▸ **DIRECTIONS FOR THIS TASK**: Could you filter the records below and return each line that holds "trim"?

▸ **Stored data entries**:
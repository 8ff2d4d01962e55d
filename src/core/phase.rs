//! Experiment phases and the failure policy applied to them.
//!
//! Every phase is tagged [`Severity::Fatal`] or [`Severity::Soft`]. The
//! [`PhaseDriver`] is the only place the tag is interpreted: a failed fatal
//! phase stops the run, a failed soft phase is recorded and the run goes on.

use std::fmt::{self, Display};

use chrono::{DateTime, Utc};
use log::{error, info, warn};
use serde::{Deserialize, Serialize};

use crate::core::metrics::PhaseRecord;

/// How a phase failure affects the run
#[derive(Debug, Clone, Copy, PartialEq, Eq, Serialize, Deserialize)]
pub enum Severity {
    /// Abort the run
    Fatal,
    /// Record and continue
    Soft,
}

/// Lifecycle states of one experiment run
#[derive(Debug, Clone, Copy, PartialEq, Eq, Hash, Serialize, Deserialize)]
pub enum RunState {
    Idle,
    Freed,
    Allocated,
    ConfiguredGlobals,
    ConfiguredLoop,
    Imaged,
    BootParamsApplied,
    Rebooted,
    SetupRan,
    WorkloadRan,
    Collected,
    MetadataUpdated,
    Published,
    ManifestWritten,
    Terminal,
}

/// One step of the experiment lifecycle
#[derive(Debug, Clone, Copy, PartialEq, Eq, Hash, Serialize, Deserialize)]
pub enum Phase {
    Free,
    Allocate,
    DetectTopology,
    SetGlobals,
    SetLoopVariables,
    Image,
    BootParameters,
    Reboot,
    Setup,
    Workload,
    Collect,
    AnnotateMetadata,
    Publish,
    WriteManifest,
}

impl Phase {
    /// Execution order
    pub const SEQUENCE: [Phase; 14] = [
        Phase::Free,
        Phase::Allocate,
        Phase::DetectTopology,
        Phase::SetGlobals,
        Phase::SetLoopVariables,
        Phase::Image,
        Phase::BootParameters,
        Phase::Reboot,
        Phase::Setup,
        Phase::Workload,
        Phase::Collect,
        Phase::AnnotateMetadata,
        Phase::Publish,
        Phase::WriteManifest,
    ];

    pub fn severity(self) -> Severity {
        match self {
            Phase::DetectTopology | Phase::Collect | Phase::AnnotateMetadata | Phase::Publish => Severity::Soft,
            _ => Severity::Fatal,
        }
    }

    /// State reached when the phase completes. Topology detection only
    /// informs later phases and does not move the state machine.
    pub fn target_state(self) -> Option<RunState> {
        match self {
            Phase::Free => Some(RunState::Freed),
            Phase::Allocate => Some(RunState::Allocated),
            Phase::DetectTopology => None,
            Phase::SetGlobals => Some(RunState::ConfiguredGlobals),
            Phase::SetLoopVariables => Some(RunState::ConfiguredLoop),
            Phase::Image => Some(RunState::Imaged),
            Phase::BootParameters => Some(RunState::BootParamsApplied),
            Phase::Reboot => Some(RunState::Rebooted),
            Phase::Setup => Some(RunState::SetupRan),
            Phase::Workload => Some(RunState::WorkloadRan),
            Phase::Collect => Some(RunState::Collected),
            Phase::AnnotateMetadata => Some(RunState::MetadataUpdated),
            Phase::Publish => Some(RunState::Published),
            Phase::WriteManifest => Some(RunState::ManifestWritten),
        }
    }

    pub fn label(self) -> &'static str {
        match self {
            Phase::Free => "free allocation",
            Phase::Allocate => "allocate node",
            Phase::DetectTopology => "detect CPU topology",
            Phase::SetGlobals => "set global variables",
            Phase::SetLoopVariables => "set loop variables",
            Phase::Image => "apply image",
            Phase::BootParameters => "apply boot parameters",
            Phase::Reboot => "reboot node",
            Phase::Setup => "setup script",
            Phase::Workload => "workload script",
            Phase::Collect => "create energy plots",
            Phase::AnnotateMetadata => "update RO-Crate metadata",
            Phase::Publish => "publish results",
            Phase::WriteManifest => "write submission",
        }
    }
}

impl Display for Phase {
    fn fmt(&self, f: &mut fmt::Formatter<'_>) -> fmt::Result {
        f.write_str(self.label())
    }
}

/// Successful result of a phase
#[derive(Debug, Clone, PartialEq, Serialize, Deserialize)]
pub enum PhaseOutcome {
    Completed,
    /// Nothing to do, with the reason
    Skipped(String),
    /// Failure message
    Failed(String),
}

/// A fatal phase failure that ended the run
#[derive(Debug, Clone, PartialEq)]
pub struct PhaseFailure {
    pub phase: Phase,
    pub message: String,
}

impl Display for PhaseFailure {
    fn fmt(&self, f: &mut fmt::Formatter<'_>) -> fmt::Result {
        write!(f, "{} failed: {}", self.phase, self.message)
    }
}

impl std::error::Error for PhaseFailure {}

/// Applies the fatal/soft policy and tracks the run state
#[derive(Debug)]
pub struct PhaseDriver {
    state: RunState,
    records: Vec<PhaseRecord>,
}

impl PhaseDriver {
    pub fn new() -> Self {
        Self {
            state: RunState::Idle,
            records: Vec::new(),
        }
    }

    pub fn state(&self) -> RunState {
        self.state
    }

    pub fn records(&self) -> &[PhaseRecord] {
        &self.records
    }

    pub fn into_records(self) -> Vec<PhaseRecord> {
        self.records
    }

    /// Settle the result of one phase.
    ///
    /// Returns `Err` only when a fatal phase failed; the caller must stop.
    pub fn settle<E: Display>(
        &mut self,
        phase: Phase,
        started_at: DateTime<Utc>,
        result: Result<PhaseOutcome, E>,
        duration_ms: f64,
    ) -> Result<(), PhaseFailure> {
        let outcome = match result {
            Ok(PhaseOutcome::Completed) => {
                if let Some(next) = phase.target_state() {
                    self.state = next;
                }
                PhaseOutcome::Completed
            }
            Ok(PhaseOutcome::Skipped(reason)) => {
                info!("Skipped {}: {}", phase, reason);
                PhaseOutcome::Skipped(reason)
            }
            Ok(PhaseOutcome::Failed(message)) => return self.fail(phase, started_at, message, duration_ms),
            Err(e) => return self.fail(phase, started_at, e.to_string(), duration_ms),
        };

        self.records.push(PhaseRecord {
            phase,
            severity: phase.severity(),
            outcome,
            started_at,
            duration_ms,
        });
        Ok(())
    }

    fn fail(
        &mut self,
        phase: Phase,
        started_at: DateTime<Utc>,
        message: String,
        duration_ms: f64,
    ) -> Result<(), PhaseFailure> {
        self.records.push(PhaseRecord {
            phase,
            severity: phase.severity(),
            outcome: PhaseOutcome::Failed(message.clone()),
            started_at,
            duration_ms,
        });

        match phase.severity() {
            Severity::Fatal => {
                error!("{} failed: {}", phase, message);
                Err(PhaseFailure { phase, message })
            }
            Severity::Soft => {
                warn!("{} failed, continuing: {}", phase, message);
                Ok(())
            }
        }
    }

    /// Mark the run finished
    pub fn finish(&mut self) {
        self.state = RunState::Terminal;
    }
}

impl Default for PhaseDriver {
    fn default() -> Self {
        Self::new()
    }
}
* * *
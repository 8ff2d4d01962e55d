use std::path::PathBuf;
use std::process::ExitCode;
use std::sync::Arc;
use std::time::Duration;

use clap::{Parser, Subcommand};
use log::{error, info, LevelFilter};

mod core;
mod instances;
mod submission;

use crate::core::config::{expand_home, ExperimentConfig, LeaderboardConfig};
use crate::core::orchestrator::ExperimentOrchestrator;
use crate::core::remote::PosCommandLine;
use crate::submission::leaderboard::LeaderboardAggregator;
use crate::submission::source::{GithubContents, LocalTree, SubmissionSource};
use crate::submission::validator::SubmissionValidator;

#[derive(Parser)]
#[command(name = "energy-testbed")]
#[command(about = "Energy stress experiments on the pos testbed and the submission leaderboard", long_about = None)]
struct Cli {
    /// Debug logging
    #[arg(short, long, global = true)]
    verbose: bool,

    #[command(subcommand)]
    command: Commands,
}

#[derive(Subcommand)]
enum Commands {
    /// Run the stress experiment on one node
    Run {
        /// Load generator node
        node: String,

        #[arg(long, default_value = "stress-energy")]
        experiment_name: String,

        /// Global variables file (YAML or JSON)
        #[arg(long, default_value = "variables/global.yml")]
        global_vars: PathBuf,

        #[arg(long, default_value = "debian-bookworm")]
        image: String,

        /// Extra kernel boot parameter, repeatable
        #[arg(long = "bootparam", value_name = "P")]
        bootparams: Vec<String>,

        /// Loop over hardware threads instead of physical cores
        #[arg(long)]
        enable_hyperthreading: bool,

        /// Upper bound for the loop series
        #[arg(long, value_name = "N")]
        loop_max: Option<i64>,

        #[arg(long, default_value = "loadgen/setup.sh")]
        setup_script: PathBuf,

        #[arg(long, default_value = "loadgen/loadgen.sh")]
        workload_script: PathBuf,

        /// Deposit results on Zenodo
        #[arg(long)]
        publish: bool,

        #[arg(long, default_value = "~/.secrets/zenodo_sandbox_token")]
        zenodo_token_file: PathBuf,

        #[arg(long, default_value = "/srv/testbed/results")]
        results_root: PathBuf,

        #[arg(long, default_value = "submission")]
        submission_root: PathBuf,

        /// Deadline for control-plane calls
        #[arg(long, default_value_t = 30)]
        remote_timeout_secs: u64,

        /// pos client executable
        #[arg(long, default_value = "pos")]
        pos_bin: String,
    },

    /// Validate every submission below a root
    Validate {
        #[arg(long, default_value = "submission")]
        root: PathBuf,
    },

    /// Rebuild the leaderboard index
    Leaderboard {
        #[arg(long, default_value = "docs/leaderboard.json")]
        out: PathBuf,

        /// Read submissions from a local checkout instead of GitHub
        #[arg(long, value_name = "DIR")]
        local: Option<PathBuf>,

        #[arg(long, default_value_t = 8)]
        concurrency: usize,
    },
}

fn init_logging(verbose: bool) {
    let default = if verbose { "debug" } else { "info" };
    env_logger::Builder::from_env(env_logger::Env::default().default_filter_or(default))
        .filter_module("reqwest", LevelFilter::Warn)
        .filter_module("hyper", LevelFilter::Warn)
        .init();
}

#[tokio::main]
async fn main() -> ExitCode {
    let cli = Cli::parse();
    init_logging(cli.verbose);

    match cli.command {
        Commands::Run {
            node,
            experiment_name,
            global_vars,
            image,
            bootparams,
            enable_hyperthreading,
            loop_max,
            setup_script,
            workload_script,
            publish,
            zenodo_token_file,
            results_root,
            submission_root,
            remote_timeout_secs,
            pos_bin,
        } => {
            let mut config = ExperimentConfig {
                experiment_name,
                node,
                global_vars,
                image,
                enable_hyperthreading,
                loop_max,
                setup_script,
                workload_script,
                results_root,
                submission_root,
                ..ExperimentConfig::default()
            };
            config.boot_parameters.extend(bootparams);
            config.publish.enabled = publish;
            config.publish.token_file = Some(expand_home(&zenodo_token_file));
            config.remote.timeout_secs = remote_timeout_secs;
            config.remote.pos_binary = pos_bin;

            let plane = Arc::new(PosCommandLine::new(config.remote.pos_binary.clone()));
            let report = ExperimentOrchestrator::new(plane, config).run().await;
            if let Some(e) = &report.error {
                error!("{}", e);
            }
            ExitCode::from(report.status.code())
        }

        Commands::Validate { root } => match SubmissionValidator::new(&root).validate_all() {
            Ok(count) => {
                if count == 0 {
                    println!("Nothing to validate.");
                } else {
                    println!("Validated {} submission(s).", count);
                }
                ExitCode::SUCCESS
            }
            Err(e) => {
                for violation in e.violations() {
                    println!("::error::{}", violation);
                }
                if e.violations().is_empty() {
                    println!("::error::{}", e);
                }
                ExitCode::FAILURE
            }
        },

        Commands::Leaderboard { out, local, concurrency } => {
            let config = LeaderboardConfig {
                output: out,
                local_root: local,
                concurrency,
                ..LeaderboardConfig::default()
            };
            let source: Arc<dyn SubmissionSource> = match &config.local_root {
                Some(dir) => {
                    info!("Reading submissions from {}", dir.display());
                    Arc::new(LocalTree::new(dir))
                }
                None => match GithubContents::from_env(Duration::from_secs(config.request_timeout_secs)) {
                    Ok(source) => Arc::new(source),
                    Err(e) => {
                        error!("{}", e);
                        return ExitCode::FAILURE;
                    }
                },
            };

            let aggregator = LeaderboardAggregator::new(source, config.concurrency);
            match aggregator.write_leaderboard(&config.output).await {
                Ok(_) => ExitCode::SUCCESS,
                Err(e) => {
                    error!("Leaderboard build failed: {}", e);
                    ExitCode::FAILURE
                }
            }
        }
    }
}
---
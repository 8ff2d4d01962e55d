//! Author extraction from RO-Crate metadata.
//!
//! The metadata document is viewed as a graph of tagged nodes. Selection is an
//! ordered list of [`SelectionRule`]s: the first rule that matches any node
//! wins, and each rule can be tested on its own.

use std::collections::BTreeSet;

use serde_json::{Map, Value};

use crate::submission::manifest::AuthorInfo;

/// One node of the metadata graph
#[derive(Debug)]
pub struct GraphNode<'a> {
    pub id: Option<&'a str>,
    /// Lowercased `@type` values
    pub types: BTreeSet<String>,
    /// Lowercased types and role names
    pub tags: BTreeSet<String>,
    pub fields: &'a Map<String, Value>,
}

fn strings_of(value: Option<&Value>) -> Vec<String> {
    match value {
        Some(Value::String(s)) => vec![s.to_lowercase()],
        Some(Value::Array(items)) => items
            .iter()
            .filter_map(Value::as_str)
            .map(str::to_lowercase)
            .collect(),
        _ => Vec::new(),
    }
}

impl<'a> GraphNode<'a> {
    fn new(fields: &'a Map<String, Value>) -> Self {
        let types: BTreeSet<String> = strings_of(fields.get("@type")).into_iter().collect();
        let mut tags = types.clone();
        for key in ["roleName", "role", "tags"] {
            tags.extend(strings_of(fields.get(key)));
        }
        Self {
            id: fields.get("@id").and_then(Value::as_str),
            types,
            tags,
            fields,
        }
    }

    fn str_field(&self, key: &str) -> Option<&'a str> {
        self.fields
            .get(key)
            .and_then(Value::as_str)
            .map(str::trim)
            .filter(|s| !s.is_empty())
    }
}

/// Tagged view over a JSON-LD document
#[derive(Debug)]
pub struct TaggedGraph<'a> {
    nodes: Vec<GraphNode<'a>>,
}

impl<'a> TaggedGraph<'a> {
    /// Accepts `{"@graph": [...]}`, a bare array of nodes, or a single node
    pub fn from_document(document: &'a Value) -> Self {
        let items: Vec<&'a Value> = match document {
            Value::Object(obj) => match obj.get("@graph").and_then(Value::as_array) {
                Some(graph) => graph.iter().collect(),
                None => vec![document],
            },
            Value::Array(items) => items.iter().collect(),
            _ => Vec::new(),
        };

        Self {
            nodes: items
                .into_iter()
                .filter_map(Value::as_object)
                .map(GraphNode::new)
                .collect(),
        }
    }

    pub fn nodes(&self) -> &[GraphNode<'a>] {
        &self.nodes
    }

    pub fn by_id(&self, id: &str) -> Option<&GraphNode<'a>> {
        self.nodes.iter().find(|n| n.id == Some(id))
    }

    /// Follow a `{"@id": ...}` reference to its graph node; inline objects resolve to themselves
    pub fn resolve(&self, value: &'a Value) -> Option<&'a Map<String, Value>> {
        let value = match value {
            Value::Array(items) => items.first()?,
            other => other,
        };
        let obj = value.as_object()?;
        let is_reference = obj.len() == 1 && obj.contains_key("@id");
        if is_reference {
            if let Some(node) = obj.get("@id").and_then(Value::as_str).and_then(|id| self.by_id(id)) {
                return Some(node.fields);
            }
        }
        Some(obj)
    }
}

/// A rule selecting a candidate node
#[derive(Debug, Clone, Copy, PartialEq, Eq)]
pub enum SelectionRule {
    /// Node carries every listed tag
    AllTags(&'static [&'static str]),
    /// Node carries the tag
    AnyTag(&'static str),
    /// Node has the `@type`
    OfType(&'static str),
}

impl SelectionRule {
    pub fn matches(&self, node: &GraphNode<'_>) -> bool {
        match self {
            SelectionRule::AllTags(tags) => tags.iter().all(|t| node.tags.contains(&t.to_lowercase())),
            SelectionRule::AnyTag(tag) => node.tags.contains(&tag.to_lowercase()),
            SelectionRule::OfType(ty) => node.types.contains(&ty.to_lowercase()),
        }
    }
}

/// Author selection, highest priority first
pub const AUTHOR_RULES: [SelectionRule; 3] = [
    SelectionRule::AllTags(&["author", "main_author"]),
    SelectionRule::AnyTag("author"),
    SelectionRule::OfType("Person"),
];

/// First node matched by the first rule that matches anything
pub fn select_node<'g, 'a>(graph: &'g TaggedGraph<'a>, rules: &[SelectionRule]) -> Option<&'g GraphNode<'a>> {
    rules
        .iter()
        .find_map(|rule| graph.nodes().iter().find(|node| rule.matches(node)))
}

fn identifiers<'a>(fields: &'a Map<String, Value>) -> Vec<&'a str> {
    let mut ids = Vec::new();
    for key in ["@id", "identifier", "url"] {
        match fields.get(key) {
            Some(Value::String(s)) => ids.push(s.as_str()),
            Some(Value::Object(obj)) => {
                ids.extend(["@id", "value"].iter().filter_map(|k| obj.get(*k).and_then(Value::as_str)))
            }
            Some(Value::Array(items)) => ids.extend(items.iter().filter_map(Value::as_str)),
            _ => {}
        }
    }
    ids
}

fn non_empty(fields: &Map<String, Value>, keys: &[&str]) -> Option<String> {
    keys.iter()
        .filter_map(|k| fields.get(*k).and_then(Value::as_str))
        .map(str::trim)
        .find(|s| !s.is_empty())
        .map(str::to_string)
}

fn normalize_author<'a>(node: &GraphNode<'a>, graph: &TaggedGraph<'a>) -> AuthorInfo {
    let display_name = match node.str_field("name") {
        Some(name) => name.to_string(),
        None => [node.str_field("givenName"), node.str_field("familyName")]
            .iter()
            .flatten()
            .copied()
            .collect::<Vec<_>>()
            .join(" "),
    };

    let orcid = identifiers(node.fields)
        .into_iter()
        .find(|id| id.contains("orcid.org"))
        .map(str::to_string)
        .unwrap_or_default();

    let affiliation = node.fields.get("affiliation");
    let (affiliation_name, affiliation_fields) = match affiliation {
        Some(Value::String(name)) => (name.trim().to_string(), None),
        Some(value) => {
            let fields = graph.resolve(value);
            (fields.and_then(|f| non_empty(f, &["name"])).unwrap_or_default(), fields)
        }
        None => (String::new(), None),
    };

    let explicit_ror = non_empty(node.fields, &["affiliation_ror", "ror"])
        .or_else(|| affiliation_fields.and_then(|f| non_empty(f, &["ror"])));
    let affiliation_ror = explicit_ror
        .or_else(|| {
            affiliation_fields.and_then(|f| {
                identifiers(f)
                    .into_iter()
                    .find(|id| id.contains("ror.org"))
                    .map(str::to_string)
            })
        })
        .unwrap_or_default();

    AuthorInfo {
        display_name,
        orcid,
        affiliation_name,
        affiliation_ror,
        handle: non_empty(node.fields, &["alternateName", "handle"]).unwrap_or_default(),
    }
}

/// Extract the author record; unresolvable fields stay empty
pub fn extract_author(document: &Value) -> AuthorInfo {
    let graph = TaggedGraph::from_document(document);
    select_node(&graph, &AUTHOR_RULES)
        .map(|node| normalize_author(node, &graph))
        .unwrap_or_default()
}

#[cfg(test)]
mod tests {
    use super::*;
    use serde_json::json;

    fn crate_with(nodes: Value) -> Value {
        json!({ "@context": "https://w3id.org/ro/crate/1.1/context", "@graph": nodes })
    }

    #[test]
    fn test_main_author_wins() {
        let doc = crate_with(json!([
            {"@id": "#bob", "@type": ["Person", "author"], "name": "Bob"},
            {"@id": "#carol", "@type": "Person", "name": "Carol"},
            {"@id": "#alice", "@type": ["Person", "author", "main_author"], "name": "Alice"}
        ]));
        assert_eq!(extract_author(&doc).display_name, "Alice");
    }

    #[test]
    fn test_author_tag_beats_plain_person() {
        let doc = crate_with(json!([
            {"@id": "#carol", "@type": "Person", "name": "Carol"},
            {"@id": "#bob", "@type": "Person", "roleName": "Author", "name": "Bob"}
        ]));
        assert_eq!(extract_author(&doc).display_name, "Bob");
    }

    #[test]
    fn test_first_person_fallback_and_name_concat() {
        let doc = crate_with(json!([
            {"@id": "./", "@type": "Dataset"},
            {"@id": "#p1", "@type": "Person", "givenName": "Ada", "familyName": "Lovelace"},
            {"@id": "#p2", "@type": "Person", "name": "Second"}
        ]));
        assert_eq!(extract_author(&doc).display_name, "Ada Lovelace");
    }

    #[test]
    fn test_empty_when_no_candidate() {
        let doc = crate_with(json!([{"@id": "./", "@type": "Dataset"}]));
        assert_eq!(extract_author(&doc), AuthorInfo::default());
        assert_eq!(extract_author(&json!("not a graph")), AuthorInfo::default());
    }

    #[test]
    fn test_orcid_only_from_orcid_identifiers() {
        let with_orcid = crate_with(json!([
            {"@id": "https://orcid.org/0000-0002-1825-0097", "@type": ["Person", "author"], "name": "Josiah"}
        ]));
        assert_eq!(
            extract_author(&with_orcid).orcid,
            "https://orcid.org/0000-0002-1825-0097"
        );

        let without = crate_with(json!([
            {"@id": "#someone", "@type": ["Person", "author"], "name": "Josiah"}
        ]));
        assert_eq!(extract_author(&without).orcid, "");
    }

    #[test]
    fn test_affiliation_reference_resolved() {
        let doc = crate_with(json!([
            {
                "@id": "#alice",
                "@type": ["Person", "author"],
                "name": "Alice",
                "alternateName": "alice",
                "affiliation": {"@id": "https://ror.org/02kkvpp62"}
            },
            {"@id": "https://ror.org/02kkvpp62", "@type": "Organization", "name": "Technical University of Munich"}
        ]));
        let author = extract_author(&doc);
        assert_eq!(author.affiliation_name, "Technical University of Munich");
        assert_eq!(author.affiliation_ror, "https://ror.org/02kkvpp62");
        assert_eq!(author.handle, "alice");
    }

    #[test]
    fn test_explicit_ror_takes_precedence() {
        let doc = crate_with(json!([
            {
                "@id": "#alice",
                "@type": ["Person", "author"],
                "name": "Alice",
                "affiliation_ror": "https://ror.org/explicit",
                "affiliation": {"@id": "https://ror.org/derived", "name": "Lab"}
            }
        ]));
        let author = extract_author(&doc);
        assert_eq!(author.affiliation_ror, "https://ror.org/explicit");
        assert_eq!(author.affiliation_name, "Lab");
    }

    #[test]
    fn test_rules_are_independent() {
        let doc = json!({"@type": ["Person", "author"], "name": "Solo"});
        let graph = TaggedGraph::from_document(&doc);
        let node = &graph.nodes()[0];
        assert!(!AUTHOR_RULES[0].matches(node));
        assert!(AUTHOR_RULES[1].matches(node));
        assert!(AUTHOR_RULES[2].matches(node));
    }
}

▸ **OUTPUT**:
            .map(str::trim)
        .map(str::trim)
        Some(Value::String(name)) => (name.trim().to_string(), None),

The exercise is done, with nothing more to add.